MRI of Hip Arthroplasties: Comparison of Isotropic Multiacquisition Variable-Resonance Image Combination Selective (MAVRIC SL) Acquisitions With a Conventional MAVRIC SL Acquisition.

OBJECTIVE. The objective of our study was to compare the quality and diagnostic utility of the following three metal artifact reduction sequences in evaluating hip arthroplasties: conventional multiacquisition variable-resonance image combination selective (MAVRIC SL), isotropic MAVRIC SL, and reduced-TR isotropic MAVRIC SL. SUBJECTS AND METHODS. Ninety-three hip arthroplasties (85 total hip replacements and eight hip resurfacings [nine bilateral hips]) in 84 patients (38 men and 46 women; mean age ± SD, 69.1 ± 9.7 years old) were imaged and evaluated. A calibration scan determined the number of spectral bins needed for each implant, and isotropic and conventional MAVRIC SL images were acquired. Reduced-TR isotropic MAVRIC SL scans were acquired for 40 arthroplasties. Two board-certified radiologists blinded to MRI acquisition evaluated images for clinical and image quality features and compared images using a mixed-effects ordinal logistic regression model and odds ratios. Rater agreement was assessed with Gwet agreement coefficients. Scanning times were compared using mixed-effects linear regression.

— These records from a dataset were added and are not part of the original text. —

use std::collections::HashMap;

use async_trait::async_trait;
use chrono::Utc;
use sea_orm::sea_query::Expr;
use sea_orm::sea_query::extension::postgres::PgExpr;
use sea_orm::{
    ActiveModelTrait, ColumnTrait, Condition, DbConn, EntityTrait, IntoActiveModel,
    PaginatorTrait, QueryFilter, QueryOrder, QuerySelect, Set, TransactionTrait,
};
use uuid::Uuid;

use quill_core::domain::{Post, PostWithCategories};
use quill_core::error::RepoError;
use quill_core::ports::{NewPost, PostFilter, PostPatch, PostRepository};

use super::map_db_err;
use crate::database::entity::category::Entity as CategoryEntity;
use crate::database::entity::post::{self, Entity as PostEntity};
use crate::database::entity::post_category::{self, Entity as PostCategoryEntity};

/// PostgreSQL post repository.
pub struct PostgresPostRepository {
    db: DbConn,
}

impl PostgresPostRepository {
    pub fn new(db: DbConn) -> Self {
        Self { db }
    }

    /// Load category names for a batch of post rows in one join query.
    async fn attach_categories(
        &self,
        rows: Vec<post::Model>,
    ) -> Result<Vec<PostWithCategories>, RepoError> {
        let ids: Vec<Uuid> = rows.iter().map(|m| m.id).collect();

        let mut names: HashMap<Uuid, Vec<String>> = HashMap::new();
        if !ids.is_empty() {
            let joins = PostCategoryEntity::find()
                .filter(post_category::Column::PostId.is_in(ids))
                .find_also_related(CategoryEntity)
                .all(&self.db)
                .await
                .map_err(map_db_err)?;

            for (join, category) in joins {
                if let Some(category) = category {
                    names.entry(join.post_id).or_default().push(category.name);
                }
            }
        }

        Ok(rows
            .into_iter()
            .map(|model| {
                let categories = names.remove(&model.id).unwrap_or_default();
                PostWithCategories {
                    post: model.into(),
                    categories,
                }
            })
            .collect())
    }

    async fn find_one(
        &self,
        model: Option<post::Model>,
    ) -> Result<Option<PostWithCategories>, RepoError> {
        match model {
            Some(model) => {
                let mut shaped = self.attach_categories(vec![model]).await?;
                Ok(shaped.pop())
            }
            None => Ok(None),
        }
    }
}

#[async_trait]
impl PostRepository for PostgresPostRepository {
    async fn list(&self, filter: PostFilter) -> Result<Vec<PostWithCategories>, RepoError> {
        let mut query = PostEntity::find().order_by_desc(post::Column::CreatedAt);

        if let Some(published) = filter.published {
            query = query.filter(post::Column::Published.eq(published));
        }

        let rows = query
            .limit(filter.limit)
            .offset(filter.offset)
            .all(&self.db)
            .await
            .map_err(map_db_err)?;

        self.attach_categories(rows).await
    }

    async fn find_by_id(&self, id: Uuid) -> Result<Option<PostWithCategories>, RepoError> {
        let model = PostEntity::find_by_id(id)
            .one(&self.db)
            .await
            .map_err(map_db_err)?;

        self.find_one(model).await
    }

    async fn find_by_slug(&self, slug: &str) -> Result<Option<PostWithCategories>, RepoError> {
        let model = PostEntity::find()
            .filter(post::Column::Slug.eq(slug))
            .one(&self.db)
            .await
            .map_err(map_db_err)?;

        self.find_one(model).await
    }

    async fn slug_exists(&self, slug: &str, exclude: Option<Uuid>) -> Result<bool, RepoError> {
        let mut query = PostEntity::find().filter(post::Column::Slug.eq(slug));
        if let Some(id) = exclude {
            query = query.filter(post::Column::Id.ne(id));
        }

        let count = query.count(&self.db).await.map_err(map_db_err)?;
        Ok(count > 0)
    }

    async fn create(&self, input: NewPost) -> Result<Post, RepoError> {
        let category_ids = input.category_ids.clone();

        let txn = self.db.begin().await.map_err(map_db_err)?;

        let active: post::ActiveModel = input.into();
        let model = active.insert(&txn).await.map_err(map_db_err)?;

        if !category_ids.is_empty() {
            let links = category_ids
                .into_iter()
                .map(|category_id| post_category::ActiveModel {
                    post_id: Set(model.id),
                    category_id: Set(category_id),
                });
            PostCategoryEntity::insert_many(links)
                .exec(&txn)
                .await
                .map_err(map_db_err)?;
        }

        txn.commit().await.map_err(map_db_err)?;
        Ok(model.into())
    }

    async fn update(&self, id: Uuid, patch: PostPatch) -> Result<Post, RepoError> {
        let txn = self.db.begin().await.map_err(map_db_err)?;

        let existing = PostEntity::find_by_id(id)
            .one(&txn)
            .await
            .map_err(map_db_err)?
            .ok_or(RepoError::NotFound)?;

        let mut active = existing.into_active_model();
        if let Some(title) = patch.title {
            active.title = Set(title);
        }
        if let Some(slug) = patch.slug {
            active.slug = Set(slug);
        }
        if let Some(content) = patch.content {
            active.content = Set(content);
        }
        if let Some(excerpt) = patch.excerpt {
            active.excerpt = Set(Some(excerpt));
        }
        if let Some(cover_image) = patch.cover_image {
            active.cover_image = Set(Some(cover_image));
        }
        if let Some(published) = patch.published {
            active.published = Set(published);
        }
        if let Some(read_time) = patch.read_time {
            active.read_time = Set(read_time);
        }
        if let Some(published_at) = patch.published_at {
            active.published_at = Set(published_at.map(Into::into));
        }
        active.updated_at = Set(Utc::now().into());

        let model = active.update(&txn).await.map_err(map_db_err)?;

        if let Some(category_ids) = patch.category_ids {
            PostCategoryEntity::delete_many()
                .filter(post_category::Column::PostId.eq(id))
                .exec(&txn)
                .await
                .map_err(map_db_err)?;

            if !category_ids.is_empty() {
                let links = category_ids
                    .into_iter()
                    .map(|category_id| post_category::ActiveModel {
                        post_id: Set(id),
                        category_id: Set(category_id),
                    });
                PostCategoryEntity::insert_many(links)
                    .exec(&txn)
                    .await
                    .map_err(map_db_err)?;
            }
        }

        txn.commit().await.map_err(map_db_err)?;
        Ok(model.into())
    }

    async fn delete(&self, id: Uuid) -> Result<(), RepoError> {
        let result = PostEntity::delete_by_id(id)
            .exec(&self.db)
            .await
            .map_err(map_db_err)?;

        if result.rows_affected == 0 {
            return Err(RepoError::NotFound);
        }

        Ok(())
    }

    async fn increment_views(&self, id: Uuid) -> Result<(), RepoError> {
        let result = PostEntity::update_many()
            .col_expr(post::Column::Views, Expr::col(post::Column::Views).add(1))
            .filter(post::Column::Id.eq(id))
            .exec(&self.db)
            .await
            .map_err(map_db_err)?;

        if result.rows_affected == 0 {
            return Err(RepoError::NotFound);
        }

        Ok(())
    }

    async fn increment_likes(&self, id: Uuid) -> Result<(), RepoError> {
        let result = PostEntity::update_many()
            .col_expr(post::Column::Likes, Expr::col(post::Column::Likes).add(1))
            .filter(post::Column::Id.eq(id))
            .exec(&self.db)
            .await
            .map_err(map_db_err)?;

        if result.rows_affected == 0 {
            return Err(RepoError::NotFound);
        }

        Ok(())
    }

    async fn search(&self, query: &str, limit: u64) -> Result<Vec<Post>, RepoError> {
        let pattern = format!("%{}%", super::escape_like(query));

        let rows = PostEntity::find()
            .filter(post::Column::Published.eq(true))
            .filter(
                Condition::any()
                    .add(Expr::col(post::Column::Title).ilike(pattern.clone()))
                    .add(Expr::col(post::Column::Content).ilike(pattern)),
            )
            .order_by_desc(post::Column::CreatedAt)
            .limit(limit)
            .all(&self.db)
            .await
            .map_err(map_db_err)?;

        Ok(rows.into_iter().map(Into::into).collect())
    }
}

Significance was set at p < 0.05. RESULTS. Calibration scans decreased the number of bins needed (median, 12 bins; interquartile range, 10-16 bins). Isotropic MAVRIC SL (mean scanning time, 7 minutes 16 seconds; 95% CI, 7 minutes 7 seconds-7 minutes 25 seconds) acquisitions had the longest scanning time, and conventional (mean, 5 minutes 46 seconds; 95% CI, 5 minutes 37 seconds-5 minutes 55 seconds) and reduced-TR isotropic (5 minutes 28 seconds; 95% CI, 5 minutes 15 seconds-5 minutes 41 seconds) MAVRIC SL acquisitions had scanning times that were similar. Both isotropic and reduced-TR isotropic MAVRIC SL images showed decreased blurring and improved visualization of the synovium and periprosthetic bone compared with conventional MAVRIC SL images (p < 0.001). Isotropic MAVRIC SL acquisitions more effectively improved signal-to-noise ratio (SNR), visualization of the synovium and periprosthetic bone, and lesion conspicuity and decreased blurring compared with reduced-TR isotropic MAVRIC SL acquisitions (p < 0.032). CONCLUSION. Isotropic MAVRIC SL acquisitions improve SNR, conspicuity of lesions, and visualization of synovium and periprosthetic bone and decrease blurring compared with conventional MAVRIC SL acquisitions.